Watch out, or OUCH might be the last thing you'll ever see!

The project was conducted as part of the Computational Design and Digital Fabrication seminar in the ITECH masters program.

August Lehrecke | Max Zorn

Supplies

Electronic Parts:

Arduino

  • Arduino UNO

Raspberry Pi


3D Printed Parts:

OUCH's come in various shapes and sizes. For this version, we used a 3D printer to print custom mechanisms.

  • 4 x Stand
  • 2 x Base S
  • 1 x Base L
  • 2 x Rotation Base Double
  • 1 x Rotation Base Single
  • 1 x Set of Axis Support S
  • 1 x Set of Axis Support M
  • 1 x Set of Axis Support L
  • 1 x Camera Mount
  • 1 x Light Mount
  • 1 x Mirror Mount

Optionally you can use the provided Tower design, to meunt the components to:

  • 1 x Tower (instead of 4 x Stand)
  • 1 x Base S & 1x Base M (instead of 2 x Base S)

Other Parts:

  • Mylar
  • 1 x Rubber band
  • 1 x Zip tie
  • 12 M5 x 160 Flathead Screws
  • 2 M5 x 80 Flathead Screws


Tools:

  • 3D Printer
  • H3.0 Screwdriver
  • Hot Glue Gun

Step 1: Printing the Parts

If you have access to a 3D printer, you can print custom mechanisms to house the Servos and mount the three main components.
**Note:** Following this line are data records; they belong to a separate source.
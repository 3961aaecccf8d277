use confluent_graph::ResolvedProperty;
use confluent_spec::LanguageConfig;

/// Tracks state during code emission: indentation and the lines written so far.
#[derive(Debug, Clone)]
pub struct EmitContext {
    /// Current indentation level
    indent_level: usize,
    /// Spaces per indent
    indent_width: usize,
    lines: Vec<String>,
}

impl EmitContext {
    pub fn new(indent_width: usize) -> Self {
        Self {
            indent_level: 0,
            indent_width,
            lines: Vec::new(),
        }
    }

    /// Get the current indentation string.
    pub fn indent(&self) -> String {
        " ".repeat(self.indent_level * self.indent_width)
    }

    /// Increase indentation by one level.
    pub fn push_indent(&mut self) {
        self.indent_level += 1;
    }

    /// Decrease indentation by one level.
    pub fn pop_indent(&mut self) {
        self.indent_level = self.indent_level.saturating_sub(1);
    }

    /// Current indent level.
    pub fn indent_level(&self) -> usize {
        self.indent_level
    }

    /// Write one line at the current indentation.
    pub fn line(&mut self, text: impl AsRef<str>) {
        let text = text.as_ref();
        if text.is_empty() {
            self.lines.push(String::new());
        } else {
            self.lines.push(format!("{}{}", self.indent(), text));
        }
    }

    pub fn blank(&mut self) {
        self.lines.push(String::new());
    }

    /// Drain the written lines into the final text, ending with a newline.
    pub fn finish(&mut self) -> String {
        let mut text = std::mem::take(&mut self.lines).join("\n");
        text.push('\n');
        text
    }
}

/// One emitted field: the target-language name and the property behind it.
#[derive(Debug, Clone)]
pub struct Field<'a> {
    pub name: String,
    pub property: &'a ResolvedProperty,
}

/// Everything an emitter needs to render one artifact. Names are already
/// converted to the configured conventions and fields are in output order.
#[derive(Debug, Clone)]
pub struct Module<'a> {
    pub config: &'a LanguageConfig,
    pub type_name: String,
    /// File name without extension
    pub file_stem: String,
    /// Provenance text, without comment markers
    pub header: String,
    pub fields: Vec<Field<'a>>,
}

impl Module<'_> {
    /// Length of the longest field name.
    pub fn longest_field_name(&self) -> usize {
        self.fields.iter().map(|f| f.name.chars().count()).max().unwrap_or(0)
    }
}
pub mod error;
pub mod language;
pub mod literal;
pub mod property;
pub mod source;

pub use error::SpecError;
pub use language::{ExportStyle, Language, LanguageConfig, NamingConvention};
pub use literal::{LiteralKind, RawValue, Value};
pub use property::{Origin, Part, Property, PropertySpec, ValueExpr};
pub use source::{IncludeSpec, Source, SourceDocument, SourceId};
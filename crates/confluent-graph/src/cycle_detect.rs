use std::collections::HashSet;

use crate::dep_graph::ReferenceGraph;

/// Detect a reference cycle using DFS, starting from nodes in declaration
/// order. The returned path repeats its first node at the end
/// (`a -> b -> a`; a self reference is `a -> a`).
pub fn find_cycle(graph: &ReferenceGraph) -> Option<Vec<String>> {
    let mut visited = HashSet::new();

    for node in graph.nodes() {
        if !visited.contains(node) {
            if let Some(cycle) = dfs_find_cycle(node, graph, &mut visited) {
                tracing::debug!(cycle = %cycle.join(" -> "), "reference cycle detected");
                return Some(cycle);
            }
        }
    }
    None
}

/// DFS from `root` on an explicit stack. Each entry holds the references an
/// open node has left to visit; `path` holds the open nodes themselves.
fn dfs_find_cycle<'a>(
    root: &'a str,
    graph: &'a ReferenceGraph,
    visited: &mut HashSet<&'a str>,
) -> Option<Vec<String>> {
    let mut in_stack = HashSet::new();
    let mut path = vec![root];
    let mut stack = vec![graph.references(root)];
    visited.insert(root);
    in_stack.insert(root);

    while let Some(targets) = stack.last_mut() {
        match targets.next() {
            Some(target) if in_stack.contains(target) => {
                // Found a cycle: extract the cycle from path
                let start_idx = path.iter().position(|n| *n == target).unwrap_or(0);
                let mut cycle: Vec<String> =
                    path[start_idx..].iter().map(|n| n.to_string()).collect();
                cycle.push(target.to_string()); // Close the cycle
                return Some(cycle);
            }
            Some(target) if visited.contains(target) => {}
            Some(target) => {
                visited.insert(target);
                in_stack.insert(target);
                path.push(target);
                stack.push(graph.references(target));
            }
            None => {
                stack.pop();
                if let Some(done) = path.pop() {
                    in_stack.remove(done);
                }
            }
        }
    }
    None
}

#[cfg(test)]
mod tests {
    use super::*;
    use pretty_assertions::assert_eq;

    #[test]
    fn test_no_cycle() {
        let mut graph = ReferenceGraph::new();
        graph.add_edge("a", "b");
        graph.add_edge("b", "c");
        graph.add_edge("a", "c");
        graph.add_node("c");

        assert_eq!(find_cycle(&graph), None);
    }

    #[test]
    fn test_two_node_cycle() {
        let mut graph = ReferenceGraph::new();
        graph.add_edge("a", "b");
        graph.add_edge("b", "a");

        assert_eq!(find_cycle(&graph).unwrap(), vec!["a", "b", "a"]);
    }

    #[test]
    fn test_self_reference() {
        let mut graph = ReferenceGraph::new();
        graph.add_node("ok");
        graph.add_edge("me", "me");

        assert_eq!(find_cycle(&graph).unwrap(), vec!["me", "me"]);
    }

    #[test]
    fn test_cycle_path_excludes_entry_prefix() {
        let mut graph = ReferenceGraph::new();
        graph.add_edge("entry", "x");
        graph.add_edge("x", "y");
        graph.add_edge("y", "z");
        graph.add_edge("z", "x");

        assert_eq!(find_cycle(&graph).unwrap(), vec!["x", "y", "z", "x"]);
    }

    #[test]
    fn test_long_chains_do_not_recurse() {
        const LEN: usize = 200_000;
        let names: Vec<String> = (0..LEN).map(|i| format!("p{i}")).collect();

        let mut graph = ReferenceGraph::new();
        for i in (1..LEN).rev() {
            graph.add_edge(&names[i], &names[i - 1]);
        }
        graph.add_node(&names[0]);
        assert_eq!(find_cycle(&graph), None);

        graph.add_edge(&names[0], &names[LEN - 1]);
        let cycle = find_cycle(&graph).unwrap();
        assert_eq!(cycle.len(), LEN + 1);
        assert_eq!(cycle.first(), cycle.last());
    }
}
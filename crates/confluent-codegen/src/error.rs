use thiserror::Error;

use confluent_graph::{BuildError, ResolveError};
use confluent_spec::types::error::{
    E_INVALID_FILE_NAME, E_INVALID_OPTION, E_IO, E_MISSING_OPTION, E_TYPE_MISMATCH,
};
use confluent_spec::Language;

#[derive(Debug, Error)]
pub enum CodegenError {
    #[error("{language}: missing required option '{option}'")]
    MissingOption {
        language: Language,
        option: &'static str,
    },

    #[error("invalid option '{option}': {message}")]
    InvalidOption { option: String, message: String },

    #[error("{language}: property '{property}' {message}")]
    TypeMismatch {
        language: Language,
        property: String,
        message: String,
    },

    #[error("{language}: file name '{file_name}' must match the type name '{type_name}'")]
    InvalidFileName {
        language: Language,
        file_name: String,
        type_name: String,
    },

    #[error("IO error writing {path}: {error}")]
    Io {
        path: String,
        #[source]
        error: std::io::Error,
    },
}

impl CodegenError {
    pub fn code(&self) -> &'static str {
        match self {
            CodegenError::MissingOption { .. } => E_MISSING_OPTION,
            CodegenError::InvalidOption { .. } => E_INVALID_OPTION,
            CodegenError::TypeMismatch { .. } => E_TYPE_MISMATCH,
            CodegenError::InvalidFileName { .. } => E_INVALID_FILE_NAME,
            CodegenError::Io { .. } => E_IO,
        }
    }

    pub(crate) fn invalid_option(option: impl Into<String>, message: impl Into<String>) -> Self {
        CodegenError::InvalidOption {
            option: option.into(),
            message: message.into(),
        }
    }
}

/// First failure of a generation run, tagged with the stage it came from.
#[derive(Debug, Error)]
pub enum GenerateError {
    #[error(transparent)]
    Build(#[from] BuildError),

    #[error(transparent)]
    Resolve(#[from] ResolveError),

    #[error(transparent)]
    Codegen(#[from] CodegenError),
}

impl GenerateError {
    pub fn code(&self) -> &'static str {
        match self {
            GenerateError::Build(e) => e.code(),
            GenerateError::Resolve(e) => e.code(),
            GenerateError::Codegen(e) => e.code(),
        }
    }
}
use std::sync::LazyLock;

use regex::Regex;

use confluent_spec::{Language, LiteralKind, NamingConvention, Value};

use crate::context::{EmitContext, Module};
use crate::error::CodegenError;
use crate::render;
use crate::traits::{LanguageEmitter, LanguageOption};

static PACKAGE_PATTERN: LazyLock<Regex> =
    LazyLock::new(|| Regex::new(r"^[a-z][a-z0-9]+$").unwrap());

const KEYWORDS: &[&str] = &[
    "_", "break", "case", "chan", "const", "continue", "default", "defer", "else", "fallthrough",
    "for", "func", "go", "goto", "if", "import", "interface", "map", "package", "range", "return",
    "select", "struct", "switch", "type", "var",
];

/// Go language emitter: a package-level variable of an anonymous struct type.
pub struct GoEmitter;

impl LanguageEmitter for GoEmitter {
    fn language(&self) -> Language {
        Language::Go
    }

    fn file_extension(&self) -> &'static str {
        "go"
    }

    fn default_file_naming(&self) -> NamingConvention {
        NamingConvention::Snake
    }

    fn reserved_words(&self) -> &'static [&'static str] {
        KEYWORDS
    }

    fn options(&self) -> &'static [LanguageOption] {
        &[LanguageOption::Package]
    }

    fn emit_module(&self, module: &Module<'_>, ctx: &mut EmitContext) -> Result<(), CodegenError> {
        let package = module
            .config
            .package
            .as_deref()
            .ok_or(CodegenError::MissingOption {
                language: self.language(),
                option: "package",
            })?;
        if !PACKAGE_PATTERN.is_match(package) {
            return Err(CodegenError::invalid_option(
                "package",
                format!("'{package}' is not a valid Go package name"),
            ));
        }

        let width = module.longest_field_name();

        ctx.line(format!("package {package}"));
        ctx.blank();
        ctx.line(format!("// {}", module.header));
        ctx.line(format!("var {} = struct {{", module.type_name));
        ctx.push_indent();
        for field in &module.fields {
            let comment = match &field.property.comment {
                Some(text) => format!(" // {}", render::inline_comment(text)),
                None => String::new(),
            };
            ctx.line(format!(
                "{} {}{comment}",
                render::pad(&field.name, width),
                go_type(field.property.kind)
            ));
        }
        ctx.pop_indent();
        ctx.line("}{");
        ctx.push_indent();
        for field in &module.fields {
            ctx.line(format!(
                "{} {},",
                render::pad(&format!("{}:", field.name), width + 1),
                literal(&field.property.value)
            ));
        }
        ctx.pop_indent();
        ctx.line("}");
        Ok(())
    }
}

fn go_type(kind: LiteralKind) -> &'static str {
    match kind {
        LiteralKind::Boolean => "bool",
        LiteralKind::Integer => "int64",
        LiteralKind::Float => "float32",
        LiteralKind::Double => "float64",
        LiteralKind::String | LiteralKind::Regex => "string",
    }
}

fn literal(value: &Value) -> String {
    match value {
        Value::String(text) => render::double_quoted(text),
        value => value.canonical_text(),
    }
}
For the Face component, we need:

  • 2 x Stands
  • 1 x Base L
  • 1 x Rotating Base Double
  • 1 x Set of Axis Support M
  • 1 x Camera & Distance Sensor Mount

The Light component requires:

  • 1 x Stand
  • 1 x Base S
  • 1 x Rotating Base Double
  • 1 x Set of Axis Support S
  • 1 x Light Mount

The Mirror components consists of the following:

  • 1 x Stand
  • 1 x Base S
  • 1 x Rotating Base Single
  • 1 x Set of Axis Support L
  • Mirror Mount

Lastly, you can also print the provided tower.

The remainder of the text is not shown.